Data section
◆ ◆ ◆ ◆ ◆ ◆ ◆

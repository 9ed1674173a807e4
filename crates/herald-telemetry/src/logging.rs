//! Logging configuration and setup.

use std::path::PathBuf;

use serde::{Deserialize, Serialize};
use tracing_appender::rolling::{RollingFileAppender, Rotation};
use tracing_subscriber::{
    EnvFilter, Layer, Registry,
    filter::LevelFilter,
    fmt::{self, writer::BoxMakeWriter},
    layer::SubscriberExt,
    util::SubscriberInitExt,
};

use crate::error::{TelemetryError, TelemetryResult};

/// File rotation strategy.
#[derive(Debug, Clone, Copy, Default, PartialEq, Eq, Serialize, Deserialize)]
#[serde(rename_all = "lowercase")]
pub enum FileRotation {
    /// Rotate daily.
    #[default]
    Daily,
    /// Rotate hourly.
    Hourly,
    /// Never rotate.
    Never,
}

impl From<FileRotation> for Rotation {
    fn from(rotation: FileRotation) -> Self {
        match rotation {
            FileRotation::Daily => Rotation::DAILY,
            FileRotation::Hourly => Rotation::HOURLY,
            FileRotation::Never => Rotation::NEVER,
        }
    }
}

/// Log format options.
#[derive(Debug, Clone, Copy, Default, PartialEq, Eq, Serialize, Deserialize)]
#[serde(rename_all = "lowercase")]
pub enum LogFormat {
    /// Human-readable multi-line format (default).
    #[default]
    Pretty,
    /// Compact single-line format.
    Compact,
    /// JSON format for structured logging.
    Json,
}

/// Log output target.
#[derive(Debug, Clone, Default, PartialEq, Eq, Serialize, Deserialize)]
#[serde(rename_all = "lowercase")]
pub enum LogTarget {
    /// Log to stdout.
    Stdout,
    /// Log to stderr.
    #[default]
    Stderr,
    /// Log to rolling files in a directory.
    File(PathBuf),
}

/// File logging configuration, used when the target is a file.
#[derive(Debug, Clone, PartialEq, Eq, Serialize, Deserialize)]
pub struct FileLogConfig {
    /// File name prefix (`herald` produces `herald.2024-01-15`).
    #[serde(default = "default_file_prefix")]
    pub prefix: String,
    /// Rotation strategy.
    #[serde(default)]
    pub rotation: FileRotation,
}

fn default_file_prefix() -> String {
    "herald".to_string()
}

impl Default for FileLogConfig {
    fn default() -> Self {
        Self {
            prefix: default_file_prefix(),
            rotation: FileRotation::default(),
        }
    }
}

/// Logging configuration.
#[derive(Debug, Clone, PartialEq, Eq, Serialize, Deserialize)]
pub struct LogConfig {
    /// Log level filter (e.g., "info", "debug", "trace").
    #[serde(default = "default_level")]
    pub level: String,
    /// Log format.
    #[serde(default)]
    pub format: LogFormat,
    /// Log target.
    #[serde(default)]
    pub target: LogTarget,
    /// File logging configuration.
    #[serde(default)]
    pub file: FileLogConfig,
    /// Whether to include timestamps.
    #[serde(default = "default_true")]
    pub timestamps: bool,
    /// Whether to include file/line info.
    #[serde(default)]
    pub file_info: bool,
    /// Whether to use ANSI colors.
    #[serde(default = "default_true")]
    pub ansi: bool,
    /// Directive overrides (e.g., `herald_events=trace`).
    #[serde(default)]
    pub directives: Vec<String>,
}

fn default_level() -> String {
    "info".to_string()
}

fn default_true() -> bool {
    true
}

impl Default for LogConfig {
    fn default() -> Self {
        Self {
            level: default_level(),
            format: LogFormat::default(),
            target: LogTarget::default(),
            file: FileLogConfig::default(),
            timestamps: true,
            file_info: false,
            ansi: true,
            directives: Vec::new(),
        }
    }
}

impl LogConfig {
    /// Create a new log config with the specified level.
    #[must_use]
    pub fn new(level: impl Into<String>) -> Self {
        Self {
            level: level.into(),
            ..Default::default()
        }
    }

    /// Set the log format.
    #[must_use]
    pub fn with_format(mut self, format: LogFormat) -> Self {
        self.format = format;
        self
    }

    /// Set the log target.
    #[must_use]
    pub fn with_target(mut self, target: LogTarget) -> Self {
        self.target = target;
        self
    }

    /// Log to rolling files under `directory`. Colors are turned off.
    #[must_use]
    pub fn with_file_logging(
        mut self,
        directory: impl Into<PathBuf>,
        prefix: impl Into<String>,
        rotation: FileRotation,
    ) -> Self {
        self.target = LogTarget::File(directory.into());
        self.file = FileLogConfig {
            prefix: prefix.into(),
            rotation,
        };
        self.ansi = false;
        self
    }

    /// Add a directive override.
    #[must_use]
    pub fn with_directive(mut self, directive: impl Into<String>) -> Self {
        self.directives.push(directive.into());
        self
    }

    /// Disable timestamps.
    #[must_use]
    pub fn without_timestamps(mut self) -> Self {
        self.timestamps = false;
        self
    }

    /// Enable file/line info.
    #[must_use]
    pub fn with_file_info(mut self) -> Self {
        self.file_info = true;
        self
    }

    /// Disable ANSI colors.
    #[must_use]
    pub fn without_ansi(mut self) -> Self {
        self.ansi = false;
        self
    }

    fn build_filter(&self) -> TelemetryResult<EnvFilter> {
        // EnvFilter would read an unknown level as a target name and filter out everything.
        self.level.parse::<LevelFilter>().map_err(|e| {
            TelemetryError::ConfigError(format!("invalid log level '{}': {e}", self.level))
        })?;

        let mut filter = EnvFilter::try_new(&self.level)
            .map_err(|e| TelemetryError::ConfigError(e.to_string()))?;

        for directive in &self.directives {
            let directive = directive
                .parse()
                .map_err(|e: tracing_subscriber::filter::ParseError| {
                    TelemetryError::ConfigError(format!("invalid directive '{directive}': {e}"))
                })?;
            filter = filter.add_directive(directive);
        }

        Ok(filter)
    }

    fn build_writer(&self) -> TelemetryResult<BoxMakeWriter> {
        Ok(match &self.target {
            LogTarget::Stdout => BoxMakeWriter::new(std::io::stdout),
            LogTarget::Stderr => BoxMakeWriter::new(std::io::stderr),
            LogTarget::File(dir) => {
                std::fs::create_dir_all(dir)?;
                BoxMakeWriter::new(RollingFileAppender::new(
                    self.file.rotation.into(),
                    dir,
                    &self.file.prefix,
                ))
            },
        })
    }

    fn build_layer(&self, writer: BoxMakeWriter) -> Box<dyn Layer<Registry> + Send + Sync> {
        let layer = fmt::layer()
            .with_writer(writer)
            .with_ansi(self.ansi)
            .with_file(self.file_info)
            .with_line_number(self.file_info);

        match (self.format, self.timestamps) {
            (LogFormat::Pretty, true) => layer.pretty().boxed(),
            (LogFormat::Pretty, false) => layer.pretty().without_time().boxed(),
            (LogFormat::Compact, true) => layer.compact().boxed(),
            (LogFormat::Compact, false) => layer.compact().without_time().boxed(),
            (LogFormat::Json, true) => layer.json().boxed(),
            (LogFormat::Json, false) => layer.json().without_time().boxed(),
        }
    }
}

/// Install the global `tracing` subscriber described by `config`.
///
/// # Errors
///
/// Returns an error if the level or a directive does not parse, the log
/// directory cannot be created, or a global subscriber is already set.
pub fn setup_logging(config: &LogConfig) -> TelemetryResult<()> {
    let filter = config.build_filter()?;
    let writer = config.build_writer()?;
    let layer = config.build_layer(writer).with_filter(filter);

    tracing_subscriber::registry()
        .with(layer)
        .try_init()
        .map_err(|e| TelemetryError::InitError(e.to_string()))
}

/// Set up default logging (info level, stderr, pretty format).
///
/// # Errors
///
/// Returns an error if logging cannot be initialized.
pub fn setup_default_logging() -> TelemetryResult<()> {
    setup_logging(&LogConfig::default())
}
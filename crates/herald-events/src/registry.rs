//! The event registry: named events mapped to ordered subscriber callbacks.

use std::collections::HashMap;
use std::fmt;
use std::panic::{self, AssertUnwindSafe};
use std::sync::{Arc, Mutex, PoisonError, RwLock, RwLockReadGuard, RwLockWriteGuard};

use tracing::{debug, trace, warn};

use crate::subscriber::{Callback, DeliveryPolicy, PatternCallback, SubscriberId};
use crate::subscription::Subscription;

fn read<T>(lock: &RwLock<T>) -> RwLockReadGuard<'_, T> {
    lock.read().unwrap_or_else(PoisonError::into_inner)
}

fn write<T>(lock: &RwLock<T>) -> RwLockWriteGuard<'_, T> {
    lock.write().unwrap_or_else(PoisonError::into_inner)
}

struct Entry<P> {
    id: SubscriberId,
    callback: Callback<P>,
}

impl<P> Clone for Entry<P> {
    fn clone(&self) -> Self {
        Self {
            id: self.id,
            callback: Arc::clone(&self.callback),
        }
    }
}

struct PatternEntry<P> {
    id: SubscriberId,
    /// `None` matches every event.
    prefix: Option<String>,
    callback: PatternCallback<P>,
}

impl<P> PatternEntry<P> {
    fn matches(&self, event: &str) -> bool {
        self.prefix
            .as_deref()
            .is_none_or(|prefix| event.starts_with(prefix))
    }
}

impl<P> Clone for PatternEntry<P> {
    fn clone(&self) -> Self {
        Self {
            id: self.id,
            prefix: self.prefix.clone(),
            callback: Arc::clone(&self.callback),
        }
    }
}

/// Shared state behind an [`EventRegistry`] and its clones.
pub(crate) struct Inner<P> {
    named: RwLock<HashMap<String, Vec<Entry<P>>>>,
    patterns: RwLock<Vec<PatternEntry<P>>>,
    policy: DeliveryPolicy,
}
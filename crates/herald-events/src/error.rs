//! Event bus error types.

use thiserror::Error;

/// Errors that can occur when working with typed topics.
///
/// The plain [`EventRegistry`](crate::EventRegistry) operations never fail;
/// only the type-checked [`TopicBus`](crate::TopicBus) can reject a call.
#[derive(Debug, Clone, PartialEq, Eq, Error)]
pub enum EventError {
    /// A topic name was used with a payload type other than the one it is bound to.
    #[error("topic '{topic}' carries {expected} payloads, not {found}")]
    PayloadMismatch {
        /// The topic name.
        topic: String,
        /// The payload type the topic was first bound to.
        expected: &'static str,
        /// The payload type of the offending call.
        found: &'static str,
    },
}

/// Result type for event bus operations.
pub type EventResult<T> = Result<T, EventError>;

◆ ◆ ◆ ◆ ◆ ◆ ◆

Aim of the task
Copy out the lines above with "global" in them.

Written reply
/// Install the global `tracing` subscriber described by `config`.
/// directory cannot be created, or a global subscriber is already set.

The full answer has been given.